Milk contains lactose, a FODMAP sugar. But you can find lactose-free milk in just about any grocery store. Lactose-free milk can be used as a substitute in most recipes that call for milk. You can also use plant-based milks — such as almond milk or rice milk — which are naturally low in FODMAPs.
Love your dairy? There are a variety of lactose-free dairy options available including cottage cheese, sour cream, and ice cream. And remember, not all dairy is high in FODMAPs. Aged hard cheese like parmesan, swiss, and cheddar are low in FODMPAPs because the lactose is broken down during the aging process. Butter is a low FODMAP dairy product as well.
Honey is high in fructose, which is a FODMAP. Instead of honey, try using maple syrup or rice malt syrup. These sweeteners are low in FODMAPs and can be easily swapped into many recipes that call for honey.
Many sweeteners are low in FODMAPs (as long as you watch the portions) including white sugar, brown sugar, and raw sugar. Again, check in with your low FODMAP app to make sure you’re sticking to portion sizes. Even a low FODMAP food can turn into a high FODMAP food if you eat too much of it.
Regular pasta is made from wheat flour, which is high in FODMAPs. But that doesn’t mean you can’t have pasta in your life. There are many gluten-free pasta options available, including pasta made from rice, corn, or quinoa. These varieties are low in FODMAPs and can be used in any recipe that calls for regular pasta. Just make sure to follow the cooking instructions on the package. Gluten-free pasta can get gummy and fall apart if you cook it too long.
Fruit can be a little tricky on the low FODMAP diet. Many fruits contain fructose, which is a FODMAP. High FODMAP fruits include apples, plums, peaches, mango, and more. But there are fruits you can have. Low FODMAP fruits like cantaloupe, kiwi fruit (green), mandarin, orange, pineapple, strawberries, and blueberries can be substituted in for higher FODMAP fruits. No, you can’t always do this in a recipe. But it is possible to eat fruit on a low FODMAP diet.

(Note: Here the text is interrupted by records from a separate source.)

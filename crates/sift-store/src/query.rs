use sift_core::query::Predicate;

/// A compiled predicate plus listing options.
#[derive(Debug, Clone, PartialEq, Eq)]
pub struct TrackQuery {
    pub predicate: Predicate,
    pub limit: Option<usize>,
}

impl TrackQuery {
    pub fn new(predicate: Predicate) -> Self {
        Self {
            predicate,
            limit: None,
        }
    }

    pub fn with_limit(mut self, limit: Option<usize>) -> Self {
        self.limit = limit;
        self
    }
}

impl Default for TrackQuery {
    fn default() -> Self {
        Self::new(Predicate::True)
    }
}
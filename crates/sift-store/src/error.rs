use sift_core::{CoreError, TrackId};
use std::path::PathBuf;
use thiserror::Error;

#[derive(Debug, Error)]
pub enum StoreError {
    #[error("failed to read catalog {path}: {source}")]
    Read {
        path: PathBuf,
        #[source]
        source: std::io::Error,
    },
    #[error("failed to parse catalog {path}: {source}")]
    Parse {
        path: PathBuf,
        #[source]
        source: serde_json::Error,
    },
    #[error("invalid track at index {index}: {source}")]
    InvalidTrack {
        index: usize,
        #[source]
        source: CoreError,
    },
    #[error("duplicate track id: {0}")]
    DuplicateTrack(TrackId),
    #[error("catalog not found: {0}")]
    MissingCatalog(PathBuf),
    #[error("missing home directory")]
    MissingHomeDir,
    #[error("invalid data path: {0}")]
    InvalidDataPath(PathBuf),
}

pub type Result<T> = std::result::Result<T, StoreError>;

#[derive(Debug, Clone, Copy, PartialEq, Eq)]
pub enum StoreErrorKind {
    Read,
    Parse,
    InvalidTrack,
    DuplicateTrack,
    MissingCatalog,
    MissingHomeDir,
    InvalidDataPath,
}

impl StoreError {
    pub fn kind(&self) -> StoreErrorKind {
        match self {
            StoreError::Read { .. } => StoreErrorKind::Read,
            StoreError::Parse { .. } => StoreErrorKind::Parse,
            StoreError::InvalidTrack { .. } => StoreErrorKind::InvalidTrack,
            StoreError::DuplicateTrack(_) => StoreErrorKind::DuplicateTrack,
            StoreError::MissingCatalog(_) => StoreErrorKind::MissingCatalog,
            StoreError::MissingHomeDir => StoreErrorKind::MissingHomeDir,
            StoreError::InvalidDataPath(_) => StoreErrorKind::InvalidDataPath,
        }
    }
}
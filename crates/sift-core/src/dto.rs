use crate::domain::{Track, TrackId};
use serde::{Deserialize, Serialize};

#[derive(Debug, Clone, PartialEq, Eq, Serialize, Deserialize)]
pub struct TrackListItemDto {
    pub id: TrackId,
    pub title: String,
    pub artist: Option<String>,
    pub album: Option<String>,
    pub year: Option<i32>,
    pub explicit: bool,
    pub tags: Vec<String>,
}

impl From<&Track> for TrackListItemDto {
    fn from(track: &Track) -> Self {
        Self {
            id: track.id,
            title: track.title.clone(),
            artist: track.artist.clone(),
            album: track.album.clone(),
            year: track.year,
            explicit: track.explicit,
            tags: track
                .tags
                .iter()
                .map(|tag| tag.as_str().to_string())
                .collect(),
        }
    }
}

#[derive(Debug, Clone, PartialEq, Eq, Serialize, Deserialize)]
pub struct TagCountDto {
    pub name: String,
    pub count: usize,
}
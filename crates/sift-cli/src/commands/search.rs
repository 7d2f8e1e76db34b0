use crate::commands::{print_json, Context};
use crate::error::{invalid_input, not_found};
use crate::util::{format_track_line, parse_track_id};
use anyhow::Result;
use clap::Args;
use sift_core::dto::TrackListItemDto;
use sift_store::query::TrackQuery;

#[derive(Debug, Args)]
pub struct SearchArgs {
    /// Query in sift syntax; empty matches every track
    #[arg(default_value = "")]
    pub query: String,
    #[arg(long)]
    pub limit: Option<usize>,
}

#[derive(Debug, Args)]
pub struct ShowArgs {
    pub id: String,
}

pub fn search(ctx: &Context<'_>, args: SearchArgs) -> Result<()> {
    if args.limit == Some(0) {
        return Err(invalid_input("limit must be greater than zero"));
    }
    let predicate = ctx.compiler().compile(&args.query)?;
    let catalog = ctx.open_catalog()?;
    let limit = args.limit.or(ctx.config.output.limit);
    let query = TrackQuery::new(predicate).with_limit(limit);
    let matches = catalog.search(&query);

    if ctx.json {
        let items: Vec<TrackListItemDto> =
            matches.into_iter().map(TrackListItemDto::from).collect();
        print_json(&items)?;
        return Ok(());
    }

    if matches.is_empty() {
        println!("no tracks");
        return Ok(());
    }
    for track in matches {
        println!("{}", format_track_line(track));
    }
    Ok(())
}

pub fn show_track(ctx: &Context<'_>, args: ShowArgs) -> Result<()> {
    let id = parse_track_id(&args.id)?;
    let catalog = ctx.open_catalog()?;
    let track = catalog
        .get(id)
        .ok_or_else(|| not_found(format!("track {}", id)))?;

    if ctx.json {
        print_json(&TrackListItemDto::from(track))?;
        return Ok(());
    }

    println!("id: {}", track.id);
    println!("title: {}", track.title);
    if let Some(artist) = track.artist.as_deref() {
        println!("artist: {}", artist);
    }
    if let Some(album) = track.album.as_deref() {
        println!("album: {}", album);
    }
    if let Some(year) = track.year {
        println!("year: {}", year);
    }
    println!("explicit: {}", if track.explicit { "yes" } else { "no" });
    if !track.tags.is_empty() {
        let tags: Vec<&str> = track.tags.iter().map(|tag| tag.as_str()).collect();
        println!("tags: {}", tags.join(", "));
    }
    Ok(())
}
use crate::query::ast::Predicate;
use crate::query::clause::{classify, Clause};
use crate::query::tokenizer::{tokenize_with_limit, Token};
use crate::query::SyntaxError;
use std::collections::VecDeque;
use tracing::{debug, trace};

const TRUTHY_WORDS: [&str; 4] = ["1", "true", "yes", "on"];
const FALSY_WORDS: [&str; 4] = ["0", "false", "no", "off"];

#[derive(Debug, Clone, Copy, PartialEq, Eq)]
enum Relation {
    And,
    Or,
}

impl Relation {
    fn from_token(token: &Token) -> Option<Self> {
        match token.text() {
            "AND" => Some(Relation::And),
            "OR" => Some(Relation::Or),
            _ => None,
        }
    }
}

/// Folds a token queue into a predicate, consuming it.
///
/// Clauses combine left to right with no precedence between `AND` and
/// `OR`: `a AND b OR c` is `(a AND b) OR c`. Adjacent clauses without a
/// relation keyword are joined with `AND`. Clauses whose value cannot be
/// interpreted are dropped; the only errors come from tokenizing groups.
pub fn parse(tokens: &mut VecDeque<Token>) -> Result<Predicate, SyntaxError> {
    parse_with_limit(tokens, None)
}

pub(crate) fn parse_with_limit(
    tokens: &mut VecDeque<Token>,
    max_depth: Option<usize>,
) -> Result<Predicate, SyntaxError> {
    let mut accumulator = Predicate::True;

    while let Some(token) = tokens.pop_front() {
        let (relation, token) = match Relation::from_token(&token) {
            Some(relation) => match tokens.pop_front() {
                Some(next) => (Some(relation), next),
                None => break,
            },
            None => (None, token),
        };

        let Some(predicate) = build_clause(classify(&token), max_depth)? else {
            continue;
        };

        // A `True` accumulator has nothing to join, so the relation in front
        // of the first contributing clause is dropped.
        accumulator = if accumulator.is_true() {
            predicate
        } else {
            match relation {
                Some(Relation::Or) => Predicate::or(accumulator, predicate),
                Some(Relation::And) | None => Predicate::and(accumulator, predicate),
            }
        };
    }

    Ok(accumulator)
}

fn build_clause(
    clause: Clause<'_>,
    max_depth: Option<usize>,
) -> Result<Option<Predicate>, SyntaxError> {
    let predicate = match clause {
        Clause::Group(inner) => {
            trace!(group = inner, "expanding group");
            let mut tokens: VecDeque<Token> = tokenize_with_limit(inner, max_depth)?.into();
            Some(parse_with_limit(&mut tokens, max_depth)?)
        }
        Clause::Title(text) => Some(Predicate::TitleContains(text.to_string())),
        Clause::Artist(text) => Some(Predicate::ArtistContains(text.to_string())),
        Clause::Album(text) => Some(Predicate::AlbumContains(text.to_string())),
        Clause::Year(raw) => parse_year(raw),
        Clause::Explicit(raw) => parse_explicit(raw),
        Clause::TagIncluded(name) => Some(Predicate::TagIncluded(name.to_string())),
        Clause::TagExcluded(name) => Some(Predicate::TagExcluded(name.to_string())),
        Clause::FreeText(text) => Some(Predicate::FreeText(text.to_string())),
    };
    Ok(predicate)
}

fn parse_year(raw: &str) -> Option<Predicate> {
    let parts: Vec<&str> = raw.split('-').collect();
    let predicate = match parts.as_slice() {
        [year] => year.parse().ok().map(Predicate::YearEquals),
        [min, max] => {
            let min = min.parse().ok();
            let max = max.parse().ok();
            if min.is_none() && max.is_none() {
                None
            } else {
                Some(Predicate::YearRange { min, max })
            }
        }
        _ => None,
    };

    if predicate.is_none() {
        debug!(value = raw, "dropping year clause");
    }
    predicate
}

fn parse_explicit(raw: &str) -> Option<Predicate> {
    let lowered = raw.to_lowercase();
    if TRUTHY_WORDS.contains(&lowered.as_str()) {
        Some(Predicate::ExplicitIs(true))
    } else if FALSY_WORDS.contains(&lowered.as_str()) {
        Some(Predicate::ExplicitIs(false))
    } else {
        debug!(value = raw, "dropping explicit clause");
        None
    }
}
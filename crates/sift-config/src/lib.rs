use std::env;
use std::fs;
use std::path::{Path, PathBuf};

use serde::Deserialize;
use sift_core::query::{validate_max_group_depth, Compiler, DEFAULT_MAX_GROUP_DEPTH};
use thiserror::Error;

const APP_DIR: &str = "sift";
const CONFIG_FILENAME: &str = "config.toml";

#[derive(Debug, Clone, PartialEq, Eq)]
pub struct AppConfig {
    pub catalog: Option<PathBuf>,
    pub query: QueryConfig,
    pub output: OutputConfig,
}

#[derive(Debug, Clone, PartialEq, Eq)]
pub struct QueryConfig {
    pub max_group_depth: usize,
}

impl QueryConfig {
    pub fn compiler(&self) -> Compiler {
        Compiler::with_max_depth(self.max_group_depth)
    }
}

#[derive(Debug, Clone, Default, PartialEq, Eq)]
pub struct OutputConfig {
    pub limit: Option<usize>,
}

impl Default for AppConfig {
    fn default() -> Self {
        Self {
            catalog: None,
            query: QueryConfig {
                max_group_depth: DEFAULT_MAX_GROUP_DEPTH,
            },
            output: OutputConfig::default(),
        }
    }
}

#[derive(Debug, Error)]
pub enum ConfigError {
    #[error("missing home directory")]
    MissingHomeDir,
    #[error("invalid config path: {0}")]
    InvalidConfigPath(PathBuf),
    #[error("config file not found: {0}")]
    MissingConfigFile(PathBuf),
    #[error("invalid catalog path: {0}")]
    InvalidCatalogPath(PathBuf),
    #[error("invalid query.max_group_depth value: {0}")]
    InvalidGroupDepth(i64),
    #[error("invalid output.limit value: {0}")]
    InvalidLimit(i64),
    #[error("failed to read config file {path}: {source}")]
    Read {
        path: PathBuf,
        #[source]
        source: std::io::Error,
    },
    #[error("failed to parse config file {path}: {source}")]
    Parse {
        path: PathBuf,
        #[source]
        source: toml::de::Error,
    },
}

pub type Result<T> = std::result::Result<T, ConfigError>;

#[derive(Debug, Deserialize)]
#[serde(deny_unknown_fields)]
struct ConfigFile {
    catalog: Option<PathBuf>,
    query: Option<QueryFile>,
    output: Option<OutputFile>,
}

#[derive(Debug, Deserialize)]
#[serde(deny_unknown_fields)]
struct QueryFile {
    max_group_depth: Option<i64>,
}

#[derive(Debug, Deserialize)]
#[serde(deny_unknown_fields)]
struct OutputFile {
    limit: Option<i64>,
}

pub fn load(config_path: Option<PathBuf>) -> Result<AppConfig> {
    let required = config_path.is_some();
    let path = match resolve_config_path(config_path) {
        Ok(path) => path,
        Err(ConfigError::MissingHomeDir) if !required => return Ok(AppConfig::default()),
        Err(ConfigError::InvalidConfigPath(_)) if !required => return Ok(AppConfig::default()),
        Err(err) => return Err(err),
    };
    match load_at_path(&path, required)? {
        Some(config) => Ok(config),
        None => Ok(AppConfig::default()),
    }
}

pub fn resolve_config_path(custom: Option<PathBuf>) -> Result<PathBuf> {
    match custom {
        Some(path) => {
            if path.as_os_str().is_empty() {
                return Err(ConfigError::InvalidConfigPath(path));
            }
            Ok(path)
        }
        None => {
            let base = if let Some(dir) = env::var_os("XDG_CONFIG_HOME") {
                let path = PathBuf::from(dir);
                if path.as_os_str().is_empty() {
                    return Err(ConfigError::InvalidConfigPath(path));
                }
                path
            } else {
                let home = dirs::home_dir().ok_or(ConfigError::MissingHomeDir)?;
                home.join(".config")
            };
            Ok(base.join(APP_DIR).join(CONFIG_FILENAME))
        }
    }
}

fn load_at_path(path: &Path, required: bool) -> Result<Option<AppConfig>> {
    if !path.exists() {
        if required {
            return Err(ConfigError::MissingConfigFile(path.to_path_buf()));
        }
        return Ok(None);
    }

    let contents = fs::read_to_string(path).map_err(|source| ConfigError::Read {
        path: path.to_path_buf(),
        source,
    })?;
    let parsed: ConfigFile = toml::from_str(&contents).map_err(|source| ConfigError::Parse {
        path: path.to_path_buf(),
        source,
    })?;
    let base_dir = path.parent().unwrap_or_else(|| Path::new(""));
    Ok(Some(merge_config(parsed, base_dir)?))
}

// Relative catalog paths are taken relative to the config file's directory.
fn merge_config(parsed: ConfigFile, base_dir: &Path) -> Result<AppConfig> {
    let mut config = AppConfig::default();

    if let Some(catalog) = parsed.catalog {
        if catalog.as_os_str().is_empty() {
            return Err(ConfigError::InvalidCatalogPath(catalog));
        }
        config.catalog = Some(if catalog.is_relative() {
            base_dir.join(catalog)
        } else {
            catalog
        });
    }

    if let Some(query) = parsed.query {
        if let Some(depth) = query.max_group_depth {
            config.query.max_group_depth = validate_max_group_depth(depth)
                .map_err(|_| ConfigError::InvalidGroupDepth(depth))?;
        }
    }

    if let Some(output) = parsed.output {
        if let Some(limit) = output.limit {
            let limit = usize::try_from(limit)
                .ok()
                .filter(|value| *value > 0)
                .ok_or(ConfigError::InvalidLimit(limit))?;
            config.output.limit = Some(limit);
        }
    }

    Ok(config)
}
use crate::error::CoreError;
use serde::{Deserialize, Serialize};
use std::fmt;

#[derive(Debug, Clone, PartialEq, Eq, Hash, PartialOrd, Ord, Serialize, Deserialize)]
#[serde(try_from = "String", into = "String")]
pub struct TagName(String);

impl TagName {
    pub fn new(raw: &str) -> Result<Self, CoreError> {
        let normalized = normalize_tag_name(raw)?;
        Ok(Self(normalized))
    }

    pub fn as_str(&self) -> &str {
        &self.0
    }
}

impl TryFrom<String> for TagName {
    type Error = CoreError;

    fn try_from(value: String) -> Result<Self, Self::Error> {
        Self::new(&value)
    }
}

impl From<TagName> for String {
    fn from(value: TagName) -> Self {
        value.0
    }
}

impl fmt::Display for TagName {
    fn fmt(&self, f: &mut fmt::Formatter<'_>) -> fmt::Result {
        f.write_str(&self.0)
    }
}

/// Lowercases and collapses inner whitespace runs into single spaces.
pub fn normalize_tag_name(raw: &str) -> Result<String, CoreError> {
    let mut out = String::with_capacity(raw.len());
    for word in raw.split_whitespace() {
        if !out.is_empty() {
            out.push(' ');
        }
        out.extend(word.chars().flat_map(char::to_lowercase));
    }

    if out.is_empty() {
        return Err(CoreError::InvalidTagName);
    }

    Ok(out)
}

#[cfg(test)]
mod tests {
    use super::{normalize_tag_name, TagName};

    #[test]
    fn normalize_tag_basic() {
        let value = normalize_tag_name(" Live ").unwrap();
        assert_eq!(value, "live");
    }

    #[test]
    fn normalize_tag_collapse_spaces() {
        let value = normalize_tag_name("Hip \t  Hop").unwrap();
        assert_eq!(value, "hip hop");
    }

    #[test]
    fn normalize_tag_empty() {
        assert!(normalize_tag_name("   ").is_err());
    }

    #[test]
    fn deserialize_normalizes() {
        let tag: TagName = serde_json::from_str("\"  Soundtrack \"").unwrap();
        assert_eq!(tag.as_str(), "soundtrack");
        assert!(serde_json::from_str::<TagName>("\"\"").is_err());
    }
}
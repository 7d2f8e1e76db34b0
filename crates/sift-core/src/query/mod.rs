//! Search-query compiler.
//!
//! A query is a whitespace-separated list of clauses:
//!
//! | form            | meaning                                   |
//! |-----------------|-------------------------------------------|
//! | `t:text`        | title contains `text`                     |
//! | `a:text`        | artist contains `text`                    |
//! | `al:text`       | album contains `text`                     |
//! | `y:2020`        | year is 2020                              |
//! | `y:2018-2020`   | year within range, either side optional   |
//! | `e:yes`         | explicit flag (`1/true/yes/on`, `0/false/no/off`) |
//! | `+tag`, `-tag`  | tagged / not tagged                       |
//! | `(...)`         | group                                     |
//! | anything else   | title, artist or album contains the text  |
//!
//! Clauses are joined with `AND` unless separated by `OR`. Double quotes
//! keep whitespace inside one clause and a backslash escapes the next
//! character.

pub mod ast;
pub mod clause;
pub mod eval;
pub mod parser;
pub mod tokenizer;

use crate::error::CoreError;
use std::collections::VecDeque;
use thiserror::Error;
use tracing::debug;

pub use ast::Predicate;
pub use clause::{classify, strip_quotes, Clause};
pub use eval::Record;
pub use parser::parse;
pub use tokenizer::{tokenize, tokenize_with_limit, Token, TokenKind};

pub const DEFAULT_MAX_GROUP_DEPTH: usize = 64;
pub const MAX_GROUP_DEPTH: usize = 1024;

#[derive(Debug, Error, Clone, PartialEq, Eq)]
pub enum SyntaxError {
    #[error("unclosed quote")]
    UnclosedQuote,
    #[error("unclosed bracket")]
    UnclosedBracket,
    #[error("groups nested deeper than {limit}")]
    TooDeep { limit: usize },
}

pub fn validate_max_group_depth(depth: i64) -> Result<usize, CoreError> {
    match usize::try_from(depth) {
        Ok(value) if (1..=MAX_GROUP_DEPTH).contains(&value) => Ok(value),
        _ => Err(CoreError::InvalidGroupDepth(depth)),
    }
}

/// Compiles queries with a cap on group nesting.
#[derive(Debug, Clone, Copy, PartialEq, Eq)]
pub struct Compiler {
    max_depth: Option<usize>,
}

impl Default for Compiler {
    fn default() -> Self {
        Self {
            max_depth: Some(DEFAULT_MAX_GROUP_DEPTH),
        }
    }
}

impl Compiler {
    pub fn with_max_depth(max_depth: usize) -> Self {
        Self {
            max_depth: Some(max_depth),
        }
    }

    pub fn unbounded() -> Self {
        Self { max_depth: None }
    }

    pub fn max_depth(&self) -> Option<usize> {
        self.max_depth
    }

    pub fn tokenize(&self, query: &str) -> Result<Vec<Token>, SyntaxError> {
        tokenize_with_limit(query, self.max_depth)
    }

    pub fn compile(&self, query: &str) -> Result<Predicate, SyntaxError> {
        let mut tokens: VecDeque<Token> = self.tokenize(query)?.into();
        debug!(tokens = tokens.len(), "compiling query");
        parser::parse_with_limit(&mut tokens, self.max_depth)
    }
}

/// Compiles a query with the default nesting limit.
///
/// Fails with [`SyntaxError::UnclosedQuote`] or
/// [`SyntaxError::UnclosedBracket`] on malformed structure, and with
/// [`SyntaxError::TooDeep`] once groups nest deeper than
/// [`DEFAULT_MAX_GROUP_DEPTH`]. Use [`Compiler::unbounded`] to lift the cap.
pub fn compile(query: &str) -> Result<Predicate, SyntaxError> {
    Compiler::default().compile(query)
}
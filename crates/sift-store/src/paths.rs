use crate::error::{Result, StoreError};
use std::env;
use std::path::PathBuf;

const APP_DIR: &str = "sift";
const CATALOG_FILENAME: &str = "catalog.json";

pub fn data_dir() -> Result<PathBuf> {
    if let Some(dir) = env::var_os("XDG_DATA_HOME") {
        let path = PathBuf::from(dir);
        if path.as_os_str().is_empty() {
            return Err(StoreError::InvalidDataPath(path));
        }
        return Ok(path.join(APP_DIR));
    }

    let home = dirs::home_dir().ok_or(StoreError::MissingHomeDir)?;
    Ok(home.join(".local").join("share").join(APP_DIR))
}

pub fn default_catalog_path() -> Result<PathBuf> {
    Ok(data_dir()?.join(CATALOG_FILENAME))
}

/// Picks the catalog from the command line, then the config file, then the
/// data directory.
pub fn resolve_catalog_path(
    custom: Option<PathBuf>,
    configured: Option<PathBuf>,
) -> Result<PathBuf> {
    match custom.or(configured) {
        Some(path) if path.as_os_str().is_empty() => Err(StoreError::InvalidDataPath(path)),
        Some(path) => Ok(path),
        None => default_catalog_path(),
    }
}
use crate::error::invalid_input;
use anyhow::Result;
use sift_core::domain::{Track, TrackId};

pub fn parse_track_id(raw: &str) -> Result<TrackId> {
    if raw.trim().is_empty() {
        return Err(invalid_input("track id cannot be empty"));
    }
    raw.parse::<TrackId>()
        .map_err(|_| invalid_input(format!("invalid track id: {}", raw.trim())))
}

pub fn format_track_line(track: &Track) -> String {
    let mut line = format!("{}  {}", track.id, track.title);
    if let Some(artist) = track.artist.as_deref() {
        line.push_str(" / ");
        line.push_str(artist);
    }
    if let Some(album) = track.album.as_deref() {
        line.push_str(" / ");
        line.push_str(album);
    }
    if let Some(year) = track.year {
        line.push_str(&format!(" ({})", year));
    }
    if track.explicit {
        line.push_str(" [E]");
    }
    line
}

Some recipes just need that oniony flavor. I get it. But onions (and onion powder) are high in FODMAPs. You can still add some onion flavor to your recipes though. You can make onion oil (from tip #1). Or you can use low FODMAP onion alternatives like chives, scallions, and leeks. If you opt for scallions or leeks, just make sure to use only the green parts. The white part (bulb) is high in FODMAPs.
Sweet potatoes can get you in trouble in the FODMAP department. But you can substitute white potatoes or carrots in recipes that call for sweet potatoes. Obviously which one you choose will depend on the recipe. But if the recipe calls for a mashed or baked sweet potato, then switching out to a white potato is pretty simple. If your recipe calls for chunks of sweet potato to roast (and you really want a sweet flavor), carrots are a good substitute. Many veggies get sweeter when you roast them, including carrots.
The first few days on the low FODMAP diet can be pretty overwhelming. There’s a lot to track, measure, and count. And nutrition labels don’t provide information on FODMAPs, so you have to rely on a separate resource to figure out what you can and can’t eat.
But it does get easier. Once you’ve looked up common foods a few times, you’ll start to remember. And you’ll find your low FODMAP go-to foods and recipes that can get you by on those days when life is getting the best of you.
If you’re new to the low FODMAP diet, I recommend using recipes specifically designed for the low FODMAP diet. But as you get the hang of things, you can use these tips to convert your favorite recipes into dishes that you can eat worry-free.
And again… Please don’t go it alone on the low FODMAP diet, even if you’ve been diagnosed with IBS. This therapeutic diet will help you feel better, but it does more than that. An experienced practitioner can use this diet to identify which foods you can safely eat long-term. The low FODMAP diet is intended for temporary use and is not safe to stay on continually.